The city of water. The city of death. The holy city.
Almost as many well dressed tourists, necks bowed under the weight of thousand dollar cameras, as mourning families easily identified by their shaved heads and white robes. A place to come to find death. Or yourself. This city is a lot of things to a lot of people. A temple, a cemetery, a stage for every pretentious fantasy, a photo opportunity, a spiritual oasis, an obligatory stop on the tourist trail. A place to sit and watch every face of humanity living their different lives.

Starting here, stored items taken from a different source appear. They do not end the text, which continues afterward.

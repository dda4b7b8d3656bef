//! ---
//! scada_section: "04-rtu-runtime"
//! scada_subsection: "module"
//! scada_type: "source"
//! scada_scope: "code"
//! scada_description: "Per-node RTU runtime: simulation, protocol listeners, control channel."
//! scada_version: "v0.1.0"
//! scada_owner: "tbd"
//! ---
use std::net::{IpAddr, Ipv4Addr, SocketAddr};
use std::sync::atomic::AtomicU64;
use std::sync::Arc;
use std::time::Duration;

use anyhow::Result;
use parking_lot::Mutex;
use scada_common::config::{NodeEntry, RtuConfig};
use tokio::sync::watch;
use tokio::task::JoinHandle;
use tracing::{info, warn};

use crate::connections::ConnectionTracker;
use crate::control::spawn_control;
use crate::electrical::ElectricalSim;
use crate::iec104::spawn_iec104;
use crate::modbus::spawn_modbus;
use crate::outbound::OutboundQueue;
use crate::rest::spawn_rest;
use crate::sampler::run_sampler;

/// State shared by the sampler, listeners, and control channel of one RTU.
#[derive(Clone)]
pub struct RtuShared {
    /// Catalogue entry this RTU embodies.
    pub entry: Arc<NodeEntry>,
    /// Local electrical state.
    pub sim: Arc<Mutex<ElectricalSim>>,
    /// Inbound client tracker and allow/block lists.
    pub tracker: Arc<ConnectionTracker>,
    /// Frames queued for the master.
    pub outbound: OutboundQueue,
    /// Next telemetry sequence number.
    pub sequence: Arc<AtomicU64>,
}

impl RtuShared {
    /// Build the shared state for a node with the given authorised pairs.
    pub fn new(
        entry: NodeEntry,
        allow: impl IntoIterator<Item = (String, String)>,
        buffer_capacity: usize,
    ) -> Self {
        let sim = ElectricalSim::new(&entry);
        let tracker = ConnectionTracker::new(entry.node_id.clone(), allow);
        Self {
            entry: Arc::new(entry),
            sim: Arc::new(Mutex::new(sim)),
            tracker: Arc::new(tracker),
            outbound: OutboundQueue::new(buffer_capacity),
            sequence: Arc::new(AtomicU64::new(0)),
        }
    }

    /// Node identifier.
    pub fn node_id(&self) -> &str {
        &self.entry.node_id
    }
}

/// Builder for one RTU instance.
pub struct RtuRuntime {
    config: RtuConfig,
    master_ip: String,
    bind_ip: IpAddr,
    ephemeral_ports: bool,
    allow_override: Option<Vec<(String, String)>>,
}

impl RtuRuntime {
    /// Create a runtime for the configured node, authorising `master_ip`.
    pub fn new(config: RtuConfig, master_ip: impl Into<String>) -> Self {
        Self {
            config,
            master_ip: master_ip.into(),
            bind_ip: IpAddr::V4(Ipv4Addr::UNSPECIFIED),
            ephemeral_ports: false,
            allow_override: None,
        }
    }

    /// Bind all listeners on loopback with kernel-assigned ports. Test mode.
    pub fn ephemeral(mut self) -> Self {
        self.bind_ip = IpAddr::V4(Ipv4Addr::LOCALHOST);
        self.ephemeral_ports = true;
        self
    }

    /// Bind on loopback but keep the catalogue ports (so a restarted instance
    /// comes back on the same address). Test mode.
    pub fn loopback(mut self) -> Self {
        self.bind_ip = IpAddr::V4(Ipv4Addr::LOCALHOST);
        self
    }

    /// Replace the allow-list entirely.
    pub fn with_allow(mut self, allow: Vec<(String, String)>) -> Self {
        self.allow_override = Some(allow);
        self
    }

    fn listen_addr(&self, port: u16) -> SocketAddr {
        let port = if self.ephemeral_ports { 0 } else { port };
        SocketAddr::new(self.bind_ip, port)
    }

    /// Start the sampler, protocol listeners, and control channel.
    pub async fn spawn(self) -> Result<RtuHandle> {
        // Loopback stays authorised by default: co-located supervisor health
        // checks come in over it.
        let allow = self.allow_override.clone().unwrap_or_else(|| {
            vec![
                (self.master_ip.clone(), "*".to_string()),
                ("127.0.0.1".to_string(), "*".to_string()),
            ]
        });
        let shared = RtuShared::new(
            self.config.node.clone(),
            allow,
            self.config.offline_buffer,
        );

        let (shutdown_tx, shutdown_rx) = watch::channel(false);
        let mut tasks = Vec::new();

        let (control_addr, control_task) = spawn_control(
            self.listen_addr(self.config.node.control_port),
            shared.clone(),
            shutdown_rx.clone(),
        )
        .await?;
        tasks.push(control_task);

        let (modbus_addr, modbus_task) = spawn_modbus(
            self.listen_addr(self.config.node.modbus_port),
            shared.clone(),
            shutdown_rx.clone(),
        )
        .await?;
        tasks.push(modbus_task);

        let (iec104_addr, iec104_task) = spawn_iec104(
            self.listen_addr(self.config.node.iec104_port),
            shared.clone(),
            shutdown_rx.clone(),
        )
        .await?;
        tasks.push(iec104_task);

        let (rest_addr, rest_task) = spawn_rest(
            self.listen_addr(self.config.node.rest_port),
            shared.clone(),
            shutdown_rx.clone(),
        )
        .await?;
        tasks.push(rest_task);

        tasks.push(tokio::spawn(run_sampler(
            shared.sim.clone(),
            shared.outbound.clone(),
            shared.sequence.clone(),
            self.config.sampling_interval,
            shutdown_rx,
        )));

        info!(
            node = %shared.node_id(),
            %control_addr,
            %modbus_addr,
            %iec104_addr,
            %rest_addr,
            "rtu runtime started"
        );

        Ok(RtuHandle {
            shared,
            control_addr,
            modbus_addr,
            iec104_addr,
            rest_addr,
            shutdown: shutdown_tx,
            tasks,
        })
    }
}

/// Handle to a running RTU.
pub struct RtuHandle {
    /// Shared state, exposed for tests and the daemon's signal handlers.
    pub shared: RtuShared,
    /// Bound control-channel address.
    pub control_addr: SocketAddr,
    /// Bound Modbus address.
    pub modbus_addr: SocketAddr,
    /// Bound IEC-104 address.
    pub iec104_addr: SocketAddr,
    /// Bound REST address.
    pub rest_addr: SocketAddr,
    shutdown: watch::Sender<bool>,
    tasks: Vec<JoinHandle<()>>,
}

impl RtuHandle {
    /// Signal shutdown and wait for the tasks, bounded by `grace`.
    pub async fn shutdown(self, grace: Duration) {
        let _ = self.shutdown.send(true);
        for task in self.tasks {
            if tokio::time::timeout(grace, task).await.is_err() {
                warn!("rtu task did not stop within grace period; abandoning");
            }
        }
    }
}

Perch on the banks of the river, like the city has for a thousand years, and observe the fragments of stories swirling around you. Every emotion is there, waiting for you. And they’ll find you every time you step outside. In the eyes of the grubby child tugging on your shirt and your heart. In the fat yogi contorting his body into impossible postures. In the wiry men hawking row boat tours even under the piercing midday sun, in the faces of those mourning families and in the mono tonal voices of the drug addled men narrating their grief to tourists for a couple of dollars. In the starving dogs and the shockingly naked holy men and the colourful buildings rambling all the way down to the water. In the beauty of the river at sunrise and dusk on the balcony with a cold beer. In every conversation with somebody during which you have to wonder if they want your money or just a chat.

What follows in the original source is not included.